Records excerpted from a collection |

* * * * * * *

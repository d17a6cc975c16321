//! Probe scenarios.
//!
//! A scenario drives one storage scope through the canonical sequence:
//!
//! 1. read (direct, then through the accessor, then through an indirect
//!    function-pointer call)
//! 2. `inc(11)` through the library function
//! 3. read again
//! 4. assign the literal `13` by direct variable access
//! 5. read again
//!
//! Between steps the thread sleeps for [`STEP_DELAY`], purely to make
//! interleavings observable in the printed output, never for correctness.

use parking_lot::Mutex;
use std::cell::Cell;
use std::ffi::c_int;
use std::sync::atomic::{AtomicU64, Ordering};
use std::thread;
use std::time::Duration;

use tlsprobe_core::{INC_DELTA, Observation, SET_LITERAL, Step, StorageScope};

/// Worker count for the multi-threaded variant. Fixed by the demo contract.
pub const WORKER_THREADS: usize = 5;

/// Fixed delay between steps, for interleaving visibility only.
pub const STEP_DELAY: Duration = Duration::from_micros(100);

static NEXT_WORKER_ID: AtomicU64 = AtomicU64::new(1);

thread_local! {
    static WORKER_ID: Cell<u64> = const { Cell::new(0) };
}

/// Keeps the two diagnostic lines of one step adjacent in the output.
static PRINT_LOCK: Mutex<()> = Mutex::new(());

fn current_worker_id() -> u64 {
    WORKER_ID.with(|slot| {
        let existing = slot.get();
        if existing != 0 {
            return existing;
        }
        let id = NEXT_WORKER_ID.fetch_add(1, Ordering::Relaxed);
        slot.set(id);
        id
    })
}

/// The three access paths into one counter scope.
///
/// Plain `fn` pointers so worker threads can carry the table across the
/// spawn boundary without borrowing anything.
#[derive(Clone, Copy)]
struct CounterApi {
    read_direct: fn() -> i32,
    read_lib: fn() -> i32,
    /// Accessor reached through an indirect `extern "C"` pointer, the way a
    /// caller that resolved the symbol at run time would call it.
    read_indirect: fn() -> i32,
    inc_lib: fn(i32),
    write_direct: fn(i32),
}

fn process_api() -> CounterApi {
    use tlsprobe_abi::normal_abi;

    fn read_direct() -> i32 {
        // SAFETY: plain load from the exported global; unsynchronized by
        // the counter's contract.
        unsafe { *(&raw const normal_abi::normal_var) }
    }
    fn read_lib() -> i32 {
        unsafe { normal_abi::get_normal_var() }
    }
    fn read_indirect() -> i32 {
        let get: unsafe extern "C" fn() -> c_int = normal_abi::get_normal_var;
        unsafe { get() }
    }
    fn inc_lib(delta: i32) {
        unsafe { normal_abi::inc_normal(delta) }
    }
    fn write_direct(value: i32) {
        // SAFETY: direct assignment is the contract being demonstrated.
        unsafe { *(&raw mut normal_abi::normal_var) = value }
    }

    CounterApi {
        read_direct,
        read_lib,
        read_indirect,
        inc_lib,
        write_direct,
    }
}

fn thread_api() -> CounterApi {
    use tlsprobe_abi::tls_abi;

    fn read_direct() -> i32 {
        // SAFETY: the pointer addresses the calling thread's own cell.
        unsafe { *tls_abi::tls_var_addr() }
    }
    fn read_lib() -> i32 {
        tls_abi::get_tls_var()
    }
    fn read_indirect() -> i32 {
        let get: extern "C" fn() -> c_int = tls_abi::get_tls_var;
        get()
    }
    fn inc_lib(delta: i32) {
        tls_abi::inc_tls(delta)
    }
    fn write_direct(value: i32) {
        // SAFETY: same single-thread ownership as `read_direct`.
        unsafe { *tls_abi::tls_var_addr() = value }
    }

    CounterApi {
        read_direct,
        read_lib,
        read_indirect,
        inc_lib,
        write_direct,
    }
}

fn scope_api(scope: StorageScope) -> CounterApi {
    match scope {
        StorageScope::Process => process_api(),
        StorageScope::Thread => thread_api(),
    }
}

fn observe(api: &CounterApi, thread: Option<u64>, step: Step, echo: bool) -> Observation {
    // The initial read goes through the indirect function-pointer path, the
    // later ones through the direct call; both must observe the same cell.
    let read_accessor = match step {
        Step::Init => api.read_indirect,
        Step::AfterInc | Step::AfterSet => api.read_lib,
    };
    let observation = Observation {
        thread,
        step,
        direct: (api.read_direct)(),
        via_lib: read_accessor(),
    };
    if echo {
        let _guard = PRINT_LOCK.lock();
        for line in observation.lines() {
            println!("{line}");
        }
    }
    observation
}

fn run_sequence(api: CounterApi, thread: Option<u64>, echo: bool) -> Vec<Observation> {
    let mut trace = Vec::with_capacity(Step::ALL.len());

    trace.push(observe(&api, thread, Step::Init, echo));
    thread::sleep(STEP_DELAY);

    (api.inc_lib)(INC_DELTA);
    trace.push(observe(&api, thread, Step::AfterInc, echo));
    thread::sleep(STEP_DELAY);

    (api.write_direct)(SET_LITERAL);
    trace.push(observe(&api, thread, Step::AfterSet, echo));
    thread::sleep(STEP_DELAY);

    trace
}

/// Single-threaded variant: the main (calling) thread runs the sequence
/// once. Printed lines carry no thread id.
pub fn run_single_thread(scope: StorageScope, echo: bool) -> Vec<Observation> {
    run_sequence(scope_api(scope), None, echo)
}

/// Multi-threaded variant: [`WORKER_THREADS`] workers run the sequence
/// concurrently, then are joined. Returns one trace per worker in join
/// order. A worker that panicked contributes no trace; the demo ignores
/// thread failures by contract.
pub fn run_worker_threads(scope: StorageScope, echo: bool) -> Vec<(Option<u64>, Vec<Observation>)> {
    let handles: Vec<_> = (0..WORKER_THREADS)
        .map(|_| {
            thread::spawn(move || {
                let tid = current_worker_id();
                let trace = run_sequence(scope_api(scope), Some(tid), echo);
                (Some(tid), trace)
            })
        })
        .collect();

    let mut traces = Vec::with_capacity(handles.len());
    for handle in handles {
        if let Ok(entry) = handle.join() {
            traces.push(entry);
        }
    }
    traces
}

* * * * * * *

Requirement | If a line above includes the string "CounterApi", pick it out.

Answer to the exercise |
struct CounterApi {
fn process_api() -> CounterApi {
    CounterApi {
fn thread_api() -> CounterApi {
    CounterApi {
fn scope_api(scope: StorageScope) -> CounterApi {
fn observe(api: &CounterApi, thread: Option<u64>, step: Step, echo: bool) -> Observation {
fn run_sequence(api: CounterApi, thread: Option<u64>, echo: bool) -> Vec<Observation> {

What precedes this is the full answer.